Given records START

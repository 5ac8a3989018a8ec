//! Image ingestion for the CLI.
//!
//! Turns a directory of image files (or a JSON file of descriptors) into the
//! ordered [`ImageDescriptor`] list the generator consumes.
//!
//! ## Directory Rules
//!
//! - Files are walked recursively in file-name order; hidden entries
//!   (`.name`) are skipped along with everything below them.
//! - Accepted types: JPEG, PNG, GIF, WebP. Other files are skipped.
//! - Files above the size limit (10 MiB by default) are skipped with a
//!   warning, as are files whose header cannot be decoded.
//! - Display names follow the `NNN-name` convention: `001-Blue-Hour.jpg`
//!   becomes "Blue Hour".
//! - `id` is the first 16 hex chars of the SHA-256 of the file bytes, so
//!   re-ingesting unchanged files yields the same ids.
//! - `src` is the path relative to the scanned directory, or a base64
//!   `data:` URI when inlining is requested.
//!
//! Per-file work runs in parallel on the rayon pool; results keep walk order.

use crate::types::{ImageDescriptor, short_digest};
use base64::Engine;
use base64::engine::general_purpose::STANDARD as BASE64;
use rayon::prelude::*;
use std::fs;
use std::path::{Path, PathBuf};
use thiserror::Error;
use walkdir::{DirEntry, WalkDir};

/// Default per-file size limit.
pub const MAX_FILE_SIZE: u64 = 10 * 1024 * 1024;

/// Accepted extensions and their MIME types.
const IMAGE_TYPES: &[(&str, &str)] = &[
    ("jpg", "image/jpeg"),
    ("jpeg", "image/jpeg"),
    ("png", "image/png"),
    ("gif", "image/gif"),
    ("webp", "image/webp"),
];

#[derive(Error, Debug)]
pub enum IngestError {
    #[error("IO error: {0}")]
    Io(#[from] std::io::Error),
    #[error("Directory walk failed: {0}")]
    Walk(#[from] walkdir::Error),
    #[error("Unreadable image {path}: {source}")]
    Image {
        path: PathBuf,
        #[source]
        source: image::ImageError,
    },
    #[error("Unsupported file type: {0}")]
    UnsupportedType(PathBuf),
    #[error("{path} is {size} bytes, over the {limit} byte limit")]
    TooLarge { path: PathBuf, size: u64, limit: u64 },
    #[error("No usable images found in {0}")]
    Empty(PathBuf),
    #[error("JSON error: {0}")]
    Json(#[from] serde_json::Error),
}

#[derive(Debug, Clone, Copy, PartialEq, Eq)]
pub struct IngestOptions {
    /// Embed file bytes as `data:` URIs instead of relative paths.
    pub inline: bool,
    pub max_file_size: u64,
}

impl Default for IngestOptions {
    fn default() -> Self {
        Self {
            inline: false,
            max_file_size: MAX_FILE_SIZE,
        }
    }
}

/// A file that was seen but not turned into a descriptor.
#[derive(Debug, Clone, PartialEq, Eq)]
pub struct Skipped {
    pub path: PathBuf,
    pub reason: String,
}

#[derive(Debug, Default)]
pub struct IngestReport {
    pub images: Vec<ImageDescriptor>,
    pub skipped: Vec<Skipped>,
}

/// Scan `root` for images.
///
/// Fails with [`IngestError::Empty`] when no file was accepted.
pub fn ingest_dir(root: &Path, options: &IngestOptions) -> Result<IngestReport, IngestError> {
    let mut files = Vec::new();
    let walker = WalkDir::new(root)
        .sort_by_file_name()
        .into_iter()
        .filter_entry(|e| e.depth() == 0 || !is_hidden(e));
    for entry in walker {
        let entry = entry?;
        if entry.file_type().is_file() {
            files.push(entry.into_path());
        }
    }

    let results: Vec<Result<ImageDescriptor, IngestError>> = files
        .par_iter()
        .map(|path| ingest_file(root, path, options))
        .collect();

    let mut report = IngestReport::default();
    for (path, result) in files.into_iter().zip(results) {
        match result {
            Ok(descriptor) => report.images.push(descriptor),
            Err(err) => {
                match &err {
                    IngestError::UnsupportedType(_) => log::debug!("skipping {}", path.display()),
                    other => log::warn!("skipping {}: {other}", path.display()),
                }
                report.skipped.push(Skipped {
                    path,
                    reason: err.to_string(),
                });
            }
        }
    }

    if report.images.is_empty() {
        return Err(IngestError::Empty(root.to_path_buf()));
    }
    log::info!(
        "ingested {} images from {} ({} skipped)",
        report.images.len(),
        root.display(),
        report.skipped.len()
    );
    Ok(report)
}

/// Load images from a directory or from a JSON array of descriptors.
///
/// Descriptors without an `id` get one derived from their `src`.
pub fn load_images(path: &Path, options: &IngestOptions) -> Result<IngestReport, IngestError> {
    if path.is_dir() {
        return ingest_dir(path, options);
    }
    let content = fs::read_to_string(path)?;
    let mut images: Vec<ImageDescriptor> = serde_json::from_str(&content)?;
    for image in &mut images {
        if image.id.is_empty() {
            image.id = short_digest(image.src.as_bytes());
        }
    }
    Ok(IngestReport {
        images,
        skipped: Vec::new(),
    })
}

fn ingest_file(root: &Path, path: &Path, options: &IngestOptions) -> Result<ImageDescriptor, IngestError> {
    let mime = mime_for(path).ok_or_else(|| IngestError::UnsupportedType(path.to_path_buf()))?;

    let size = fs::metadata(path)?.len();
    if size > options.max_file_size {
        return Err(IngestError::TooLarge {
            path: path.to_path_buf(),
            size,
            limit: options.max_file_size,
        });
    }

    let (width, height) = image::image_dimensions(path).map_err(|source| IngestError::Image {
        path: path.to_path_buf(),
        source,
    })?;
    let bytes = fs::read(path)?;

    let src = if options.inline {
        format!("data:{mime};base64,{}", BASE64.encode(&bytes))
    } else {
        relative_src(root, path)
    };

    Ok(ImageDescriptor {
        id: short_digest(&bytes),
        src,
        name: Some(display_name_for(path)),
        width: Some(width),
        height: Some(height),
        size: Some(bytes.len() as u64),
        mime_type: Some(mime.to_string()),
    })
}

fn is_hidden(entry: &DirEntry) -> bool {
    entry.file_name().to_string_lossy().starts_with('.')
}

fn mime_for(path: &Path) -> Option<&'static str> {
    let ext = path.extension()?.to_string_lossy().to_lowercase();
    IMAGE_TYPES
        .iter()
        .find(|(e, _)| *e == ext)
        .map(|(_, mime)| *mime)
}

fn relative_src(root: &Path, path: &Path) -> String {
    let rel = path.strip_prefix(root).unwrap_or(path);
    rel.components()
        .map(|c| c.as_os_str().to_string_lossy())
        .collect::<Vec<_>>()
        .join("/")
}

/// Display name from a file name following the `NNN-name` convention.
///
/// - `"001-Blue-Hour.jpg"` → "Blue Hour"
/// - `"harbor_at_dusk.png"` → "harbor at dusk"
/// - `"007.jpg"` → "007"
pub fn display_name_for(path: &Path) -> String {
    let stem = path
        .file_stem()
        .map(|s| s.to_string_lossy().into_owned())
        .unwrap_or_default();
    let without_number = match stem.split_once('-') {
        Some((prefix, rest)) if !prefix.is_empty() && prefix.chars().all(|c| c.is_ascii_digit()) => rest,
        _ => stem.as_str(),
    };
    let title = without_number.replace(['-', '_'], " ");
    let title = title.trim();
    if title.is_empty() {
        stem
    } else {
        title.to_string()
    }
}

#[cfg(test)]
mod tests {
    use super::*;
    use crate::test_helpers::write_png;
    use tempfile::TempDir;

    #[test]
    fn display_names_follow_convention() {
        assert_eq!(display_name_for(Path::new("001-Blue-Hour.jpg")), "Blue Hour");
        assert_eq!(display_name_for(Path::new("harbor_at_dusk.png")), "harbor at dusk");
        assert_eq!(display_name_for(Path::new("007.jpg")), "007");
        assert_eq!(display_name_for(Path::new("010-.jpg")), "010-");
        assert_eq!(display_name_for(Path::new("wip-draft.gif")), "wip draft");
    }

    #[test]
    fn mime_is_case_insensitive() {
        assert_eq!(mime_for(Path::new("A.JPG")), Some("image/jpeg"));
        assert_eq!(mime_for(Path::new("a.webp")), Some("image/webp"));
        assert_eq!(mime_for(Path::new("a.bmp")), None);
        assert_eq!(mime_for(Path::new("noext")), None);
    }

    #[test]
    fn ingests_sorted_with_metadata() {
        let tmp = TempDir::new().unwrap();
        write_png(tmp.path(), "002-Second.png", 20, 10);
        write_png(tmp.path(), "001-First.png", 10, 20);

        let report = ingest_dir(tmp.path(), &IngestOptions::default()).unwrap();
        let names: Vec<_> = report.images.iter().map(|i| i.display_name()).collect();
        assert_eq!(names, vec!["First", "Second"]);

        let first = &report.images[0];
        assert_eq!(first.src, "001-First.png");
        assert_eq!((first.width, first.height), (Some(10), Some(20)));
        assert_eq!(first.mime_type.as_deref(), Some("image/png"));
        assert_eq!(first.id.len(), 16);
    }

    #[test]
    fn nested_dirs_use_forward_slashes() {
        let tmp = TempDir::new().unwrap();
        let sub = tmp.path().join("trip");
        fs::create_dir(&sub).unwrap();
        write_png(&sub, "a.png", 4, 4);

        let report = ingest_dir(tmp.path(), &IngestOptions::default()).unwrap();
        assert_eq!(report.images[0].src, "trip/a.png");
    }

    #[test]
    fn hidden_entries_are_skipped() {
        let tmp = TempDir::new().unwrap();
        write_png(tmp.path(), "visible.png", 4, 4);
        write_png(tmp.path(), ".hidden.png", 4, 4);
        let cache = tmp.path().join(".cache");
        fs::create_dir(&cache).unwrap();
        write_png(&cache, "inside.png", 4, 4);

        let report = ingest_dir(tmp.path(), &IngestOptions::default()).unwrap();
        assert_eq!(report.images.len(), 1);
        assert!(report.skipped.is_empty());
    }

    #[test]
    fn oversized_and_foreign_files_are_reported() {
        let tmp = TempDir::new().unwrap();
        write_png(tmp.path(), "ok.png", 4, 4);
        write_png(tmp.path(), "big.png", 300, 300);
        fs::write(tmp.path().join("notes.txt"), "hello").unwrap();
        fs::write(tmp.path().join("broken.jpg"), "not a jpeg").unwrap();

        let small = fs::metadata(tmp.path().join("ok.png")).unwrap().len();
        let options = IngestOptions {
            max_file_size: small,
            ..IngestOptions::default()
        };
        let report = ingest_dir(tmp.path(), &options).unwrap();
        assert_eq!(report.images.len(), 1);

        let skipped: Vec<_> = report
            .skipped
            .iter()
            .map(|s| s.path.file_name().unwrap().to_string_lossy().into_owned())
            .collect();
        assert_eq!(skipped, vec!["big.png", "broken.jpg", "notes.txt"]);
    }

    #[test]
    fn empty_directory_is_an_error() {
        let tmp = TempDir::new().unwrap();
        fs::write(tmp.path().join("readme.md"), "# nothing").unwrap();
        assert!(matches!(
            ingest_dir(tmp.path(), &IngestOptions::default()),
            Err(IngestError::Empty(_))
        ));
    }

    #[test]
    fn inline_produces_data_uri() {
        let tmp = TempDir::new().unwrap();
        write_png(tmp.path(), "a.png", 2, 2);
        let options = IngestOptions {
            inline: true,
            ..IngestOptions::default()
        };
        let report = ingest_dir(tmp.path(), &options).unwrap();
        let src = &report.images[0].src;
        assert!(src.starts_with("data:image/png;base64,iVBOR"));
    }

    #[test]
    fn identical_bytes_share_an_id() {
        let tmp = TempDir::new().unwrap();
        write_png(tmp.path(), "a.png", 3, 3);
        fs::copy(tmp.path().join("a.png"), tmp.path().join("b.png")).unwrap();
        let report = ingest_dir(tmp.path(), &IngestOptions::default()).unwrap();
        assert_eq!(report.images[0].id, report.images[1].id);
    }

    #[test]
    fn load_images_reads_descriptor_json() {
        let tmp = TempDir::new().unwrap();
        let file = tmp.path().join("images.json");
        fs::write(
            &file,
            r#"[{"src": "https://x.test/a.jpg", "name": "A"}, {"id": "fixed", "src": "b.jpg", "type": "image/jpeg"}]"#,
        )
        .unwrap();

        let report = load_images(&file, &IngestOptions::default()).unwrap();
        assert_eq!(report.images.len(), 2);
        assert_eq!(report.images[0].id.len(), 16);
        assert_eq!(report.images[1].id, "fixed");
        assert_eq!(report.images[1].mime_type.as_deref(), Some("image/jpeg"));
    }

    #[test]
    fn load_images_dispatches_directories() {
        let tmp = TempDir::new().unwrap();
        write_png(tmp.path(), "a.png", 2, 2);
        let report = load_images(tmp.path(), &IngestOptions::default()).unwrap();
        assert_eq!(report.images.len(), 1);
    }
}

Given records END
Given records START

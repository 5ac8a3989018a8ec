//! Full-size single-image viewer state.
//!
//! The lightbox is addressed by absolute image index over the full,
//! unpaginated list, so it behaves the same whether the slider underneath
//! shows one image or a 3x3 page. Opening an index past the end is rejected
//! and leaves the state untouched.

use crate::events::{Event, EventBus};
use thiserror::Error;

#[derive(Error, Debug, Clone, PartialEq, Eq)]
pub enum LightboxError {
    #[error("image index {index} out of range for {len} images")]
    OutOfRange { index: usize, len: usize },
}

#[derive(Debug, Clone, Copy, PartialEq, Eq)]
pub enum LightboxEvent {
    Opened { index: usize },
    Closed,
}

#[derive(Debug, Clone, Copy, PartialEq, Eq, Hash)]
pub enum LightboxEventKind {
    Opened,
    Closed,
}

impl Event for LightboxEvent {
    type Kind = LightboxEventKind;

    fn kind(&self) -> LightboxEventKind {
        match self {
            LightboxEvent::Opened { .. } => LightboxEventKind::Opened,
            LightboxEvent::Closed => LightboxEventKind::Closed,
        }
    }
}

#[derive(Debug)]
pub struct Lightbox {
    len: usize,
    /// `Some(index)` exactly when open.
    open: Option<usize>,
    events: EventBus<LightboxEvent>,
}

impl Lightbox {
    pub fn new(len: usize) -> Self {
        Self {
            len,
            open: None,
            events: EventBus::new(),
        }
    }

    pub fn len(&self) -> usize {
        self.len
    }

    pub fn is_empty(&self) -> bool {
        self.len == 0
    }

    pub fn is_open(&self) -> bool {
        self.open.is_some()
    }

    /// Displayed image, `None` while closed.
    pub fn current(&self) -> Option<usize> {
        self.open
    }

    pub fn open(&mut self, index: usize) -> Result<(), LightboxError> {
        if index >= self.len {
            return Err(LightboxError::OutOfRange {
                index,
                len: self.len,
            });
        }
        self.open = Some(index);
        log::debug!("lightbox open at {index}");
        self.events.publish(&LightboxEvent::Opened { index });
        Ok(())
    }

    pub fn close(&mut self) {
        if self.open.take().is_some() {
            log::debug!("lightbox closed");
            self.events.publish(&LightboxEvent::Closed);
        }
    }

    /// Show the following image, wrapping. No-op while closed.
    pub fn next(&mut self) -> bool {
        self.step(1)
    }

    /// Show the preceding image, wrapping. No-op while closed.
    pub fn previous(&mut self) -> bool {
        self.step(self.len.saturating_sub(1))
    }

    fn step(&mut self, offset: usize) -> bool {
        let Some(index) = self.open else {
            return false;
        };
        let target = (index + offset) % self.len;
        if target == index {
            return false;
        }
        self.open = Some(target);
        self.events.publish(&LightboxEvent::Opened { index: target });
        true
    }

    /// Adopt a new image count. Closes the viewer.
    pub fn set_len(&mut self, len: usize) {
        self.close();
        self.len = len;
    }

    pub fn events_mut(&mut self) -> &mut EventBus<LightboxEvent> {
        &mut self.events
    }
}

Given records END

Exercise goal: Whenever the string "state" shows up in a line of the entries, copy that line.

Answer space:
//! Full-size single-image viewer state.
//! and leaves the state untouched.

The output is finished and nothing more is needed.